Special to CosmicTribune.com, August 5, 2022

A SpaceX Falcon 9 rocket lifted off from Cape Canaveral, Florida on Aug. 4, 2022, with South Korea’s first Moon mission: the Korea Pathfinder Lunar Orbiter, called Danuri. Later missions will include an orbiter, lander, and rover.

An artist’s depiction, left, of the KPLO spacecraft and before launch, right. / KARI

Danuri, from the Korean words dal and nurida, means “enjoy the Moon” and its mission calls for scanning the lunar surface for minerals and elements, including aluminum, helium-3, and surface water ice, Sky and Telescope reported.

To accomplish this, the solar-powered spacecraft carries six instruments, one from NASA and five from the Korea Aerospace Research Institute (KARI):

  • The Wide-Angle Polarimetric Camera (PolCam) will image and analyze the lunar regolith in polarized light. Though Earth-observing satellites have long used this technique, this is the first time a polarized-light imager has flown to the Moon. Bill Farrand (Space Science Institute) says that he will use PolCam to explore the nature of pyroclastic deposits, which formed early in the Moon’s history during explosive volcanic activity.
  • The KPLO Magnetometer contains three sensors that will characterize the magnetic field lines frozen into lunar rocks.
  • The Lunar Terrain Imager will take sharp images of future landing sites, resolving features down to just 16.5 feet (5 meters) across.
  • The Delay-Tolerant Networking experiment will test a sort of “interplanetary internet” by addressing the technical issues that arise in a communications network that lacks continuous connectivity.
  • The Gamma Ray Spectrometer is a gamma-ray spectrometer that works in the 10 kilo-electron volt (keV) to 10 mega-electron volt (MeV) range to probe the surface of the Moon in search of key chemicals and elements.
  • The sole NASA instrument, ShadowCam, will hunt for lunar water ice in permanently shadowed regions of the Moon. ShadowCam is 800 times more sensitive than a similar camera on the Lunar Reconnaissance Orbiter.

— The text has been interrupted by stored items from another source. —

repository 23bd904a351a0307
pub mod core;

pub use self::core::CoreError;
//! # Server Configuration
//!
//! Router assembly, shared state and the HTTP listener for the AnythingVoice API.

use std::sync::Arc;

use axum::{
    Router, middleware,
    routing::{get, post},
};
use sea_orm::DatabaseConnection;
use tower_http::{cors::CorsLayer, trace::TraceLayer};
use utoipa::{
    Modify, OpenApi,
    openapi::security::{HttpAuthScheme, HttpBuilder, SecurityScheme},
};
use utoipa_swagger_ui::SwaggerUi;

use crate::auth::{customer_auth_middleware, operator_auth_middleware};
use crate::config::AppConfig;
use crate::handlers;
use crate::integrations::Clients;
use crate::notifications::NotificationChannels;
use crate::pipeline::{Pipeline, PipelineSettings};
use crate::telemetry::trace_middleware;
use crate::webhook_verification::webhook_verification_middleware;

/// Application state containing shared resources
#[derive(Clone)]
pub struct AppState {
    pub config: Arc<AppConfig>,
    pub db: DatabaseConnection,
    pub clients: Clients,
    pub pipeline: Pipeline,
    pub notifications: NotificationChannels,
}

impl AppState {
    /// Builds the state with real provider clients.
    pub fn new(config: AppConfig, db: DatabaseConnection) -> Self {
        let clients = Clients::from_config(&config);
        Self::with_clients(Arc::new(config), db, clients)
    }

    /// Wires the pipeline and notification channels to the given clients.
    pub fn with_clients(config: Arc<AppConfig>, db: DatabaseConnection, clients: Clients) -> Self {
        let pipeline = Pipeline::new(
            db.clone(),
            clients.firecrawl.clone(),
            clients.openrouter.clone(),
            clients.vapi.clone(),
            PipelineSettings::from_config(&config),
        );
        let notifications = NotificationChannels {
            whatsapp: clients.whatsapp.clone(),
            telegram: clients.telegram.clone(),
        };

        Self {
            config,
            db,
            clients,
            pipeline,
            notifications,
        }
    }
}

/// Creates and configures the Axum application router
pub fn create_app(state: AppState) -> Router {
    let config = Arc::clone(&state.config);

    let public = Router::new()
        .route("/", get(handlers::root))
        .route("/health", get(handlers::public::health))
        .route("/api/voices", get(handlers::public::list_voices))
        .route("/api/demo/{slug}", get(handlers::public::demo_card));

    let admin = Router::new()
        .route("/api/pipeline", post(handlers::pipeline::run_pipeline))
        .route("/api/pipeline/batch", post(handlers::pipeline::run_batch))
        .route("/api/businesses", get(handlers::businesses::list_businesses))
        .route(
            "/api/businesses/{id}",
            get(handlers::businesses::get_business)
                .patch(handlers::businesses::update_business)
                .delete(handlers::businesses::delete_business),
        )
        .route(
            "/api/businesses/{id}/events",
            get(handlers::businesses::list_events),
        )
        .route(
            "/api/businesses/{id}/send-email",
            post(handlers::businesses::send_demo_email),
        )
        .route(
            "/api/businesses/{id}/activate",
            post(handlers::businesses::activate_business),
        )
        .layer(middleware::from_fn_with_state(
            Arc::clone(&config),
            operator_auth_middleware,
        ));

    let customer = Router::new()
        .route(
            "/api/customer/settings",
            get(handlers::customer::get_settings).put(handlers::customer::update_settings),
        )
        .route("/api/customer/calls", get(handlers::customer::list_calls))
        .route("/api/customer/calls/{id}", get(handlers::customer::get_call))
        .route("/api/customer/usage", get(handlers::customer::usage))
        .route(
            "/api/customer/phone-numbers",
            get(handlers::customer::phone_numbers),
        )
        .layer(middleware::from_fn_with_state(
            Arc::clone(&config),
            customer_auth_middleware,
        ));

    let webhooks = Router::new()
        .route("/api/webhooks/vapi", post(handlers::webhooks::vapi_webhook))
        .route(
            "/api/webhooks/elks/voice",
            post(handlers::webhooks::elks_voice),
        )
        .route(
            "/api/webhooks/elks/hangup",
            post(handlers::webhooks::elks_hangup),
        )
        .layer(middleware::from_fn_with_state(
            config,
            webhook_verification_middleware,
        ));

    Router::new()
        .merge(public)
        .merge(admin)
        .merge(customer)
        .merge(webhooks)
        .with_state(state)
        .merge(SwaggerUi::new("/docs").url("/openapi.json", ApiDoc::openapi()))
        .layer(TraceLayer::new_for_http())
        .layer(CorsLayer::permissive())
        .layer(middleware::from_fn(trace_middleware))
}

/// Starts the server with the given configuration
pub async fn run_server(config: AppConfig, db: DatabaseConnection) -> anyhow::Result<()> {
    let addr = config
        .bind_addr()
        .map_err(|e| anyhow::anyhow!("Invalid server address: {}", e))?;
    let profile = config.profile.clone();

    let app = create_app(AppState::new(config, db));

    let listener = tokio::net::TcpListener::bind(addr).await?;
    tracing::info!(%addr, %profile, "Server listening");

    axum::serve(listener, app)
        .with_graceful_shutdown(shutdown_signal())
        .await?;

    Ok(())
}

async fn shutdown_signal() {
    if let Err(err) = tokio::signal::ctrl_c().await {
        tracing::warn!(error = %err, "Failed to listen for shutdown signal");
        std::future::pending::<()>().await;
    }
    tracing::info!("Shutdown signal received");
}

struct SecurityAddon;

impl Modify for SecurityAddon {
    fn modify(&self, openapi: &mut utoipa::openapi::OpenApi) {
        if let Some(components) = openapi.components.as_mut() {
            components.add_security_scheme(
                "bearer_auth",
                SecurityScheme::Http(HttpBuilder::new().scheme(HttpAuthScheme::Bearer).build()),
            );
        }
    }
}

/// OpenAPI documentation
#[derive(OpenApi)]
#[openapi(
    paths(
        crate::handlers::root,
        crate::handlers::public::health,
        crate::handlers::public::list_voices,
        crate::handlers::public::demo_card,
        crate::handlers::pipeline::run_pipeline,
        crate::handlers::pipeline::run_batch,
        crate::handlers::businesses::list_businesses,
        crate::handlers::businesses::get_business,
        crate::handlers::businesses::update_business,
        crate::handlers::businesses::delete_business,
        crate::handlers::businesses::list_events,
        crate::handlers::businesses::send_demo_email,
        crate::handlers::businesses::activate_business,
        crate::handlers::customer::get_settings,
        crate::handlers::customer::update_settings,
        crate::handlers::customer::list_calls,
        crate::handlers::customer::get_call,
        crate::handlers::customer::usage,
        crate::handlers::customer::phone_numbers,
        crate::handlers::webhooks::vapi_webhook,
        crate::handlers::webhooks::elks_voice,
        crate::handlers::webhooks::elks_hangup,
    ),
    components(
        schemas(
            crate::models::ServiceInfo,
            crate::error::ApiError,
            crate::models::business::BusinessStatus,
            crate::models::business::BusinessResponse,
            crate::models::customer::CustomerSettings,
            crate::models::customer_call::CustomerCallResponse,
            crate::models::customer_call::TranscriptTurn,
            crate::models::lead_event::LeadEventResponse,
            crate::models::phone_number::PhoneNumberResponse,
            crate::models::usage_record::UsageResponse,
            crate::models::voice_option::Model,
            crate::pipeline::PipelineOutcome,
            crate::pipeline::BatchOutcome,
            crate::handlers::types::HealthResponse,
            crate::handlers::types::DemoCard,
            crate::handlers::types::PipelineRequest,
            crate::handlers::types::BatchPipelineRequest,
            crate::handlers::types::BusinessListResponse,
            crate::handlers::types::UpdateBusinessRequest,
            crate::handlers::types::SendEmailRequest,
            crate::handlers::types::ActivateRequest,
            crate::handlers::types::ActivationResponse,
            crate::handlers::types::UpdateSettingsRequest,
            crate::handlers::types::CallListResponse,
            crate::handlers::types::Acknowledgement,
        )
    ),
    modifiers(&SecurityAddon),
    tags(
        (name = "root", description = "Service information and health"),
        (name = "public", description = "Unauthenticated endpoints used by the demo page"),
        (name = "pipeline", description = "Lead-to-demo pipeline"),
        (name = "businesses", description = "Lead and business administration"),
        (name = "customer", description = "Signed-in customer endpoints"),
        (name = "webhooks", description = "Provider callbacks"),
    ),
    info(
        title = "AnythingVoice API",
        description = "AI voice receptionists for small businesses",
        version = env!("CARGO_PKG_VERSION"),
    )
)]
pub struct ApiDoc;
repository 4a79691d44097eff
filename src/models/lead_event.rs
//! LeadEvent entity model
//!
//! Append-only audit trail of what happened to a business.

use sea_orm::ActiveModelBehavior;
use sea_orm::entity::prelude::*;
use sea_orm::prelude::DateTimeWithTimeZone;
use serde::{Deserialize, Serialize};
use utoipa::ToSchema;

#[derive(Clone, Debug, PartialEq, Eq, DeriveEntityModel)]
#[sea_orm(table_name = "lead_events")]
pub struct Model {
    #[sea_orm(primary_key, auto_increment = false)]
    pub id: Uuid,

    pub business_id: Uuid,

    /// e.g. pipeline_started, scraped, agent_created, email_sent, activated
    pub event_type: String,

    #[sea_orm(column_type = "JsonBinary")]
    pub metadata: Json,

    pub created_at: DateTimeWithTimeZone,
}

#[derive(Copy, Clone, Debug, EnumIter, DeriveRelation)]
pub enum Relation {
    #[sea_orm(
        belongs_to = "super::business::Entity",
        from = "Column::BusinessId",
        to = "super::business::Column::Id",
        on_delete = "Cascade"
    )]
    Business,
}

impl Related<super::business::Entity> for Entity {
    fn to() -> RelationDef {
        Relation::Business.def()
    }
}

impl ActiveModelBehavior for ActiveModel {}

#[derive(Debug, Clone, Serialize, Deserialize, ToSchema)]
pub struct LeadEventResponse {
    pub id: Uuid,
    pub business_id: Uuid,
    pub event_type: String,
    pub metadata: serde_json::Value,
    #[schema(value_type = String, example = "2025-06-01T12:00:00Z")]
    pub created_at: DateTimeWithTimeZone,
}

impl From<Model> for LeadEventResponse {
    fn from(model: Model) -> Self {
        Self {
            id: model.id,
            business_id: model.business_id,
            event_type: model.event_type,
            metadata: model.metadata,
            created_at: model.created_at,
        }
    }
}
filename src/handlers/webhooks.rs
//! # Webhook Handlers
//!
//! Vapi server messages and 46elks call callbacks. Verification happens in
//! [`crate::webhook_verification`] before these handlers run.

use axum::{
    Form,
    extract::State,
    http::StatusCode,
    response::Json,
};
use chrono::Utc;
use serde_json::{Value, json};
use sea_orm::TransactionTrait;
use tracing::{debug, info, warn};
use uuid::Uuid;

use crate::error::{ApiError, validation_error};
use crate::handlers::types::Acknowledgement;
use crate::integrations::elks::{ElksCallAction, ElksHangup, ElksVoiceStart};
use crate::integrations::vapi::{VapiMessage, VapiWebhook};
use crate::models::business::Model as Business;
use crate::models::customer_call::CallRecord;
use crate::notifications::{call_notification_text, fan_out};
use crate::phone::{format_swedish_number, normalize_swedish_number};
use crate::repositories::usage::period_for;
use crate::repositories::{
    BusinessRepository, CallRepository, CustomerRepository, LeadEventRepository,
    PhoneNumberRepository, UsageRepository, lead_event,
};
use crate::server::AppState;
use crate::webhook_verification::elks_callback_url;

/// Vapi server message
///
/// Only `end-of-call-report` is persisted; every other message type is
/// acknowledged and logged.
#[utoipa::path(
    post,
    path = "/api/webhooks/vapi",
    request_body(content = String, content_type = "application/json", description = "Vapi server message envelope"),
    responses(
        (status = 200, description = "Message received", body = Acknowledgement),
        (status = 400, description = "Malformed message", body = ApiError),
        (status = 401, description = "Verification failed", body = ApiError)
    ),
    tag = "webhooks"
)]
pub async fn vapi_webhook(
    State(state): State<AppState>,
    Json(payload): Json<Value>,
) -> Result<Json<Acknowledgement>, ApiError> {
    let kind = payload
        .pointer("/message/type")
        .and_then(Value::as_str)
        .ok_or_else(|| {
            validation_error(
                "Malformed Vapi message",
                json!({ "message.type": "required" }),
            )
        })?
        .to_string();

    metrics::counter!("webhook_events_total", "provider" => "vapi", "type" => kind.clone())
        .increment(1);

    if kind != VapiMessage::END_OF_CALL_REPORT {
        debug!(message_type = %kind, "Vapi message acknowledged");
        return Ok(Json(Acknowledgement::received()));
    }

    let webhook: VapiWebhook = serde_json::from_value(payload).map_err(|err| {
        validation_error(
            "Malformed end-of-call report",
            json!({ "message": err.to_string() }),
        )
    })?;
    handle_end_of_call(&state, &webhook.message).await?;

    Ok(Json(Acknowledgement::received()))
}

async fn handle_end_of_call(state: &AppState, message: &VapiMessage) -> Result<(), ApiError> {
    let Some(record) = message.to_call_record() else {
        warn!("End-of-call report without call id");
        return Ok(());
    };
    let Some(assistant_id) = message.assistant_id() else {
        warn!(vapi_call_id = %record.vapi_call_id, "End-of-call report without assistant id");
        return Ok(());
    };

    let Some(business) = BusinessRepository::new(&state.db)
        .find_by_assistant_id(assistant_id)
        .await?
    else {
        warn!(assistant_id, vapi_call_id = %record.vapi_call_id, "End-of-call report for unknown assistant");
        return Ok(());
    };

    match business.production_customer_id() {
        Some(customer_id) => record_customer_call(state, &business, customer_id, &record).await,
        None => record_demo_call(state, &business, &record).await,
    }
}

async fn record_customer_call(
    state: &AppState,
    business: &Business,
    customer_id: Uuid,
    record: &CallRecord,
) -> Result<(), ApiError> {
    let customer = CustomerRepository::new(&state.db).get(customer_id).await?;

    // The call row and its usage increment commit together. A failed usage
    // write rolls the call back, so the redelivered report counts it again.
    let txn = state.db.begin().await?;
    let upserted = CallRepository::new(&txn)
        .upsert_customer_call(customer.id, business.id, record)
        .await?;
    if upserted.inserted {
        let period = period_for(record.started_at.map(|t| t.to_utc()).unwrap_or_else(Utc::now));
        UsageRepository::new(&txn)
            .record_call(
                customer.id,
                &period,
                i64::from(record.duration_seconds),
                record.cost,
            )
            .await?;
    } else {
        info!(vapi_call_id = %record.vapi_call_id, "Redelivered end-of-call report refreshed");
    }
    txn.commit().await?;

    // Channels already marked as sent are skipped, so a redelivery only
    // retries the ones that failed before.
    let call = upserted.model;
    let text = call_notification_text(business, &call);
    let report = fan_out(&customer, &call, &text, &state.notifications).await;
    if report.any()
        && let Err(err) = CallRepository::new(&state.db)
            .mark_notified(call.id, report.whatsapp_sent, report.telegram_sent)
            .await
    {
        warn!(call_id = %call.id, error = %err, "Failed to persist notification flags");
    }

    info!(
        business_id = %business.id,
        call_id = %call.id,
        duration_seconds = record.duration_seconds,
        first_delivery = upserted.inserted,
        whatsapp_sent = report.whatsapp_sent,
        telegram_sent = report.telegram_sent,
        "Customer call recorded"
    );
    Ok(())
}

async fn record_demo_call(
    state: &AppState,
    business: &Business,
    record: &CallRecord,
) -> Result<(), ApiError> {
    let upserted = CallRepository::new(&state.db)
        .upsert_demo_call(business.id, record)
        .await?;
    if !upserted.inserted {
        info!(vapi_call_id = %record.vapi_call_id, "Redelivered demo call report refreshed");
        return Ok(());
    }

    if let Err(err) = LeadEventRepository::new(&state.db)
        .append(
            business.id,
            lead_event::DEMO_CALL_COMPLETED,
            json!({
                "vapi_call_id": record.vapi_call_id,
                "duration_seconds": record.duration_seconds,
                "summary": record.summary,
            }),
        )
        .await
    {
        warn!(business_id = %business.id, error = %err, "Failed to append lead event");
    }

    if state.clients.team_chat.is_configured() {
        let text = format!(
            "Demosamtal med {} ({} s){}",
            business.display_name(),
            record.duration_seconds,
            record
                .summary
                .as_deref()
                .map(|s| format!(": {}", s))
                .unwrap_or_default()
        );
        if let Err(err) = state.clients.team_chat.post(&text).await {
            warn!(business_id = %business.id, error = %err, "Team chat notice failed");
        }
    }

    info!(business_id = %business.id, call_id = %upserted.model.id, "Demo call recorded");
    Ok(())
}

/// 46elks incoming call
///
/// Connects the caller to the assistant's SIP address, or rejects the call
/// when the dialled number is not provisioned.
#[utoipa::path(
    post,
    path = "/api/webhooks/elks/voice",
    request_body(content = String, content_type = "application/x-www-form-urlencoded"),
    responses(
        (status = 200, description = "46elks call action: `connect` or `hangup`"),
        (status = 401, description = "Verification failed", body = ApiError)
    ),
    tag = "webhooks"
)]
pub async fn elks_voice(
    State(state): State<AppState>,
    Form(call): Form<ElksVoiceStart>,
) -> Result<Json<ElksCallAction>, ApiError> {
    metrics::counter!("webhook_events_total", "provider" => "46elks", "type" => "voice_start")
        .increment(1);

    let dialled = normalize_swedish_number(&call.to).unwrap_or_else(|| call.to.clone());
    let Some(number) = PhoneNumberRepository::new(&state.db)
        .find_active_by_number(&dialled)
        .await?
    else {
        warn!(callid = %call.callid, to = %call.to, "Incoming call to unknown number rejected");
        return Ok(Json(ElksCallAction::reject()));
    };

    let whenhangup = elks_callback_url(&state.config, "/api/webhooks/elks/hangup")
        .map_err(|err| warn!(error = %err, "Cannot build hangup callback URL"))
        .ok();

    info!(
        callid = %call.callid,
        business_id = %number.business_id,
        to = %format_swedish_number(&number.number),
        "Connecting incoming call"
    );
    Ok(Json(ElksCallAction::Connect {
        connect: number.forwarding_number,
        callerid: None,
        whenhangup,
    }))
}

/// 46elks call ended
#[utoipa::path(
    post,
    path = "/api/webhooks/elks/hangup",
    request_body(content = String, content_type = "application/x-www-form-urlencoded"),
    responses(
        (status = 204, description = "Hangup recorded"),
        (status = 401, description = "Verification failed", body = ApiError)
    ),
    tag = "webhooks"
)]
pub async fn elks_hangup(
    State(state): State<AppState>,
    Form(hangup): Form<ElksHangup>,
) -> Result<StatusCode, ApiError> {
    metrics::counter!("webhook_events_total", "provider" => "46elks", "type" => "hangup")
        .increment(1);
    info!(
        callid = %hangup.callid,
        duration = hangup.duration.unwrap_or_default(),
        state = hangup.state.as_deref().unwrap_or("unknown"),
        "Call hung up"
    );

    let Some(to) = hangup.to.as_deref() else {
        return Ok(StatusCode::NO_CONTENT);
    };
    let dialled = normalize_swedish_number(to).unwrap_or_else(|| to.to_string());
    if let Some(number) = PhoneNumberRepository::new(&state.db)
        .find_active_by_number(&dialled)
        .await?
    {
        if let Err(err) = LeadEventRepository::new(&state.db)
            .append(
                number.business_id,
                lead_event::CALL_HANGUP,
                json!({
                    "callid": hangup.callid,
                    "from": hangup.from,
                    "duration": hangup.duration,
                    "cost": hangup.cost,
                    "state": hangup.state,
                }),
            )
            .await
        {
            warn!(business_id = %number.business_id, error = %err, "Failed to append hangup event");
        }
    }

    Ok(StatusCode::NO_CONTENT)
}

KARI is a signatory to the Artemis Accords, meaning South Korea could potentially contribute to the common human effort to explore the Moon. KARI first put South Korea in the world spaceflight community in 2013, when its Naro 1 rocket successfully reached low-Earth orbit.

Related: South Korea’s rapid missile advances check North, puts China at risk, August 2, 2022

KARI mounted the operation in partnership with NASA since 2016. The newly installed Korea Deep Space Antenna in Yeoju, South Korea, will also help track Danuri, along with global coverage provided by NASA’s Deep Space Network.